Medical science has given us the chance to create a baby in another woman’s womb and to test to see whether that foetus has an extra copy of Chromosome 21, the indicator of Down’s. But are these choices always a good thing? Should we just accept the babies we’re given and not given? That’s the ethical dilemma.
tough!! I want to believe that every child is a blessing — and Down’s children, in particular, can be warm, loyal, and full of humour. Autism strikes me as a much worse diagnosis, even though some autistic people function at a high level. But strong, resilient people I know with children with Down’s say flat out that if they had it to do over again, they wouldn’t — because of the constant worry, as well as the impact on their other children. And as a mother, I know that it is an enormous joy to see your child gain increasing independence. I believe in making lemonade out of lemons, and in seeing through any responsibility you take on — If you bring a Down’s child into the world, it’s your job to love and cherish that child, celebrate the beauty of his/her soul, nurture as much independence and joie de vivre as you can — and perhaps, you will find joy and satisfaction as a by-product of seeing that responsibility through. But I would not judge anyone who opted to terminate any more than I would judge someone who opted to reverse, rather than accept childlessness by seeking fertility treatment or adoption.
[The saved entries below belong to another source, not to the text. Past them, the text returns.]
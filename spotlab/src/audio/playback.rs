//! System audio output through cpal
//!
//! Only built with the `playback` feature, since it links the platform audio
//! stack (ALSA on Linux).

use std::sync::atomic::{AtomicBool, Ordering};
use std::sync::Arc;

use cpal::traits::{DeviceTrait, HostTrait, StreamTrait};
use cpal::{BufferSize, SampleRate, StreamConfig, SupportedBufferSize};
use log::{debug, info, warn};

use super::device::{AudioDevice, RenderCallback, StreamControl};
use super::{AudioConfig, AudioError};

/// The host's default output device, driven by cpal's pull callback.
///
/// cpal calls back on its own audio thread with an interleaved `f32` buffer,
/// which goes straight to the [`RenderCallback`]. Once the callback reports
/// [`StreamControl::Complete`] the stream plays silence until stopped.
pub struct SystemOutput {
    device: cpal::Device,
    stream_config: StreamConfig,
    stream: Option<cpal::Stream>,
    finished: Arc<AtomicBool>,
}

impl SystemOutput {
    /// Open the default output device with the rate, channel count and
    /// buffer size from `config`.
    pub fn open_default(config: &AudioConfig) -> Result<Self, AudioError> {
        config.validate()?;

        let host = cpal::default_host();
        let device = host
            .default_output_device()
            .ok_or(AudioError::NoOutputDevice)?;
        let supported = device
            .default_output_config()
            .map_err(|e| AudioError::Backend(format!("failed to query output device: {e}")))?;

        let stream_config = stream_config(config, supported.buffer_size())?;
        info!(
            "Audio output on {} ({} Hz, {} ch, buffer {:?})",
            device.name().unwrap_or_else(|_| "unnamed device".to_string()),
            config.sample_rate,
            config.channels,
            stream_config.buffer_size
        );

        Ok(Self {
            device,
            stream_config,
            stream: None,
            finished: Arc::new(AtomicBool::new(false)),
        })
    }
}

/// cpal stream settings for `config`.
///
/// The configured buffer length is requested when the device advertises a
/// range containing it; otherwise the device picks its own.
fn stream_config(
    config: &AudioConfig,
    supported: &SupportedBufferSize,
) -> Result<StreamConfig, AudioError> {
    let channels = u16::try_from(config.channels).map_err(|_| {
        AudioError::InvalidConfig(format!("{} output channels is too many", config.channels))
    })?;

    let buffer_size = match (u32::try_from(config.buffer_frames), supported) {
        (Ok(frames), SupportedBufferSize::Range { min, max })
            if (*min..=*max).contains(&frames) =>
        {
            BufferSize::Fixed(frames)
        }
        _ => {
            warn!(
                "Device cannot take {} frame buffers ({supported:?}); using its default",
                config.buffer_frames
            );
            BufferSize::Default
        }
    };

    Ok(StreamConfig {
        channels,
        sample_rate: SampleRate(config.sample_rate),
        buffer_size,
    })
}

impl AudioDevice for SystemOutput {
    fn start(&mut self, mut callback: Box<dyn RenderCallback>) -> Result<(), AudioError> {
        if self.is_running() {
            return Err(AudioError::AlreadyRunning);
        }
        self.stop();
        self.finished.store(false, Ordering::Release);

        let finished = self.finished.clone();
        let stream = self
            .device
            .build_output_stream(
                &self.stream_config,
                move |data: &mut [f32], _: &cpal::OutputCallbackInfo| {
                    if finished.load(Ordering::Acquire) {
                        data.fill(0.0);
                        return;
                    }
                    if callback.render(data) == StreamControl::Complete {
                        finished.store(true, Ordering::Release);
                    }
                },
                |err| warn!("Audio output stream error: {err}"),
                None,
            )
            .map_err(|e| AudioError::Backend(format!("failed to open output stream: {e}")))?;

        stream
            .play()
            .map_err(|e| AudioError::Backend(format!("failed to start output stream: {e}")))?;
        debug!("Audio output stream playing");

        self.stream = Some(stream);
        Ok(())
    }

    fn stop(&mut self) {
        if let Some(stream) = self.stream.take() {
            if let Err(e) = stream.pause() {
                debug!("Pausing output stream before close failed: {e}");
            }
        }
    }

    fn is_running(&self) -> bool {
        self.stream.is_some() && !self.finished.load(Ordering::Acquire)
    }
}

impl Drop for SystemOutput {
    fn drop(&mut self) {
        self.stop();
    }
}
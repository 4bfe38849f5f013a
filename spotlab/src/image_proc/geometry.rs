//! Rotation, inscribed rectangles, cropping and upscaling

use image::{imageops, ImageBuffer, Pixel};
use imageproc::geometric_transformations::{warp_into, Interpolation, Projection};
use log::debug;
use ndarray::{Array2, ArrayView2};

use crate::error::{AnalysisError, Result};
use crate::image_size::ImageSize;

/// Rotate an image about its centre by `angle_deg`, counter-clockwise.
///
/// The canvas grows to the rotated bounding box,
/// `round(w|cos| + h|sin|) x round(w|sin| + h|cos|)`, so nothing is clipped.
/// Uncovered pixels are black. Whole multiples of 90 degrees are done by
/// exact pixel permutation; other angles are resampled bilinearly.
pub fn rotate_image<P>(
    image: &ImageBuffer<P, Vec<u8>>,
    angle_deg: f64,
) -> Result<ImageBuffer<P, Vec<u8>>>
where
    P: Pixel<Subpixel = u8> + Send + Sync + 'static,
{
    if !angle_deg.is_finite() {
        return Err(AnalysisError::InvalidParameter(format!(
            "rotation angle must be finite, got {angle_deg}"
        )));
    }

    if angle_deg.rem_euclid(90.0) == 0.0 {
        let quarter_turns = (angle_deg / 90.0).rem_euclid(4.0) as u8;
        return Ok(match quarter_turns {
            0 => image.clone(),
            1 => imageops::rotate270(image),
            2 => imageops::rotate180(image),
            _ => imageops::rotate90(image),
        });
    }

    let (width, height) = image.dimensions();
    let theta = angle_deg.to_radians();
    let (sin, cos) = (theta.sin().abs(), theta.cos().abs());
    let w = width as f64;
    let h = height as f64;
    let out_width = (w * cos + h * sin).round().max(1.0) as u32;
    let out_height = (w * sin + h * cos).round().max(1.0) as u32;

    let in_cx = (w - 1.0) / 2.0;
    let in_cy = (h - 1.0) / 2.0;
    let out_cx = (out_width as f64 - 1.0) / 2.0;
    let out_cy = (out_height as f64 - 1.0) / 2.0;

    // Rows grow downward, so a visually counter-clockwise turn is a negative
    // rotation in pixel coordinates.
    let projection = Projection::translate(out_cx as f32, out_cy as f32)
        * Projection::rotate(-theta as f32)
        * Projection::translate(-in_cx as f32, -in_cy as f32);

    let black = *P::from_slice(&[0u8; 4][..P::CHANNEL_COUNT as usize]);
    let mut out = ImageBuffer::from_pixel(out_width, out_height, black);
    warp_into(image, &projection, Interpolation::Bilinear, black, &mut out);

    debug!("Rotated {width}x{height} by {angle_deg} deg onto {out_width}x{out_height}");
    Ok(out)
}

/// Largest axis-aligned rectangle inside a `width x height` rectangle rotated
/// by `angle_rad`.
///
/// When the rectangle is long and thin relative to the angle, the best fit
/// touches only the two long sides and is limited by the short side (the
/// "half constrained" case). Otherwise all four corners touch.
///
/// # Returns
/// `(width, height)` of the inscribed rectangle
pub fn largest_rotated_rect(width: f64, height: f64, angle_rad: f64) -> Result<(f64, f64)> {
    if !(width.is_finite() && height.is_finite()) || width <= 0.0 || height <= 0.0 {
        return Err(AnalysisError::InvalidDimensions(format!(
            "rectangle must have positive finite sides, got {width}x{height}"
        )));
    }
    if !angle_rad.is_finite() {
        return Err(AnalysisError::InvalidParameter(format!(
            "rotation angle must be finite, got {angle_rad}"
        )));
    }

    let width_is_longer = width >= height;
    let (long_side, short_side) = if width_is_longer {
        (width, height)
    } else {
        (height, width)
    };
    let sin_a = angle_rad.sin().abs();
    let cos_a = angle_rad.cos().abs();

    if short_side <= 2.0 * sin_a * cos_a * long_side || (sin_a - cos_a).abs() < 1e-10 {
        let half = 0.5 * short_side;
        return Ok(if width_is_longer {
            (half / sin_a, half / cos_a)
        } else {
            (half / cos_a, half / sin_a)
        });
    }

    let cos_2a = cos_a * cos_a - sin_a * sin_a;
    Ok((
        (width * cos_a - height * sin_a) / cos_2a,
        (height * cos_a - width * sin_a) / cos_2a,
    ))
}

/// Crop `width x height` out of the middle of `image`.
///
/// Requested sizes larger than the image are clamped to the image. The
/// offset is `(W - w) / 2` rounded down on each axis. An empty source is an
/// [`AnalysisError::EmptyImage`].
pub fn crop_around_center<P>(
    image: &ImageBuffer<P, Vec<u8>>,
    width: u32,
    height: u32,
) -> Result<ImageBuffer<P, Vec<u8>>>
where
    P: Pixel<Subpixel = u8> + 'static,
{
    if width == 0 || height == 0 {
        return Err(AnalysisError::InvalidDimensions(format!(
            "crop size must be non-zero, got {width}x{height}"
        )));
    }

    ImageSize::of_image(image).ensure_non_empty()?;

    let (src_w, src_h) = image.dimensions();
    let w = width.min(src_w);
    let h = height.min(src_h);
    let x = (src_w - w) / 2;
    let y = (src_h - h) / 2;

    Ok(imageops::crop_imm(image, x, y, w, h).to_image())
}

/// Blow up an array by an integer factor, replicating each sample into a
/// `factor x factor` block.
pub fn upscale_nearest<T: Clone>(source: &ArrayView2<T>, factor: usize) -> Result<Array2<T>> {
    if factor == 0 {
        return Err(AnalysisError::InvalidParameter(
            "upscale factor must be at least 1".to_string(),
        ));
    }
    let (rows, cols) = source.dim();
    Ok(Array2::from_shape_fn(
        (rows * factor, cols * factor),
        |(r, c)| source[[r / factor, c / factor]].clone(),
    ))
}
I agree! Although I think one of the really difficult things about the Australian case is that one of the things the couple claim is that they initially wanted a termination of the down syndrome baby but the surrogate disagreed. In cases like this who should have the choice and who be should be seeing through the responsibility? It’s such a sad story although at least the publicity and fundraising that’s happened subsequently means that this baby will now be cared for whatever happens (hopefully).
I think there are so so many ethical dilemmas when going through infertility treatments and intentional family building. I believe strongly in the ability to chose the future you want as long as it causes no harm to yourself and others. That can be taken many ways, ultimately it’s your decision alone to make for your family.
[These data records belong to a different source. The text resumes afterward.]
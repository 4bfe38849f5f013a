//! Spot analysis for the optics lab tracking rig.
//!
//! Every analysis routine here is a stateless transform over a single frame:
//!
//! - [`image_proc::centroid`]: threshold, morphology and contour based blob centroid
//! - [`image_proc::gaussian_fit`]: isotropic 2D Gaussian least-squares fit
//! - [`image_proc::peaks`]: greedy peak finding with neighbourhood suppression
//! - [`image_proc::geometry`]: rotation, inscribed rectangle and centre crop
//!
//! The [`audio`] module is the one stateful piece: it turns the latest tracked
//! position into a tone on a dedicated render thread.

pub mod audio;
pub mod config;
pub mod error;
pub mod image_proc;
pub mod image_size;
pub mod viz;

pub use config::{ConfigError, SpotlabConfig};
pub use error::AnalysisError;
pub use image_size::ImageSize;
//! # ocean-core
//!
//! Core types and utilities for working with the DigitalOcean v2 API.
//!
//! This crate provides the shared error taxonomy, configuration, response metadata,
//! envelope decoding and the HTTP transport used by the resource crates.
//!
//! ## Modules
//!
//! - [`error`] - Error taxonomy (request-build, transport, decode)
//! - [`ids`] - Strongly-typed numeric identifiers for API resources
//! - [`types`] - Response metadata: status, rate limits and pagination links
//! - [`envelope`] - Generic root-object decoding and link propagation
//! - [`query`] - List options and query string encoding
//! - [`config`] - Validated API configuration
//! - [`client`] - HTTP client settings
//! - [`transport`] - The request/execute seam and its `reqwest` implementation

#![deny(missing_docs)]
#![deny(clippy::all)]
#![warn(clippy::pedantic)]
#![allow(clippy::module_name_repetitions)]

pub mod client;
pub mod config;
pub mod envelope;
pub mod error;
pub mod ids;
pub mod query;
pub mod transport;
pub mod types;

// Re-export commonly used types
pub use envelope::{Envelope, Root};
pub use error::{Error, Result};
pub use query::ListOptions;
pub use transport::{HttpTransport, HttpTransportBuilder, RawResponse, Request, Transport};
pub use types::{Links, Pages, Rate, Response};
You’re absolutely right of course. I suppose the unknown thing though is how much people do think through the causes of harm to themselves and others and whether society needs more measures in place to make sure they do. The provision of counselling around fertility treatment in the UK, for example, is pretty rubbish which is something I really think needs to change.
Here too. We don’t get counseling on our fertility choices, it’s a ask and be told kind of culture here. I think that you should have to see a counselor to go forward with such treatments and controversial procedures such as those.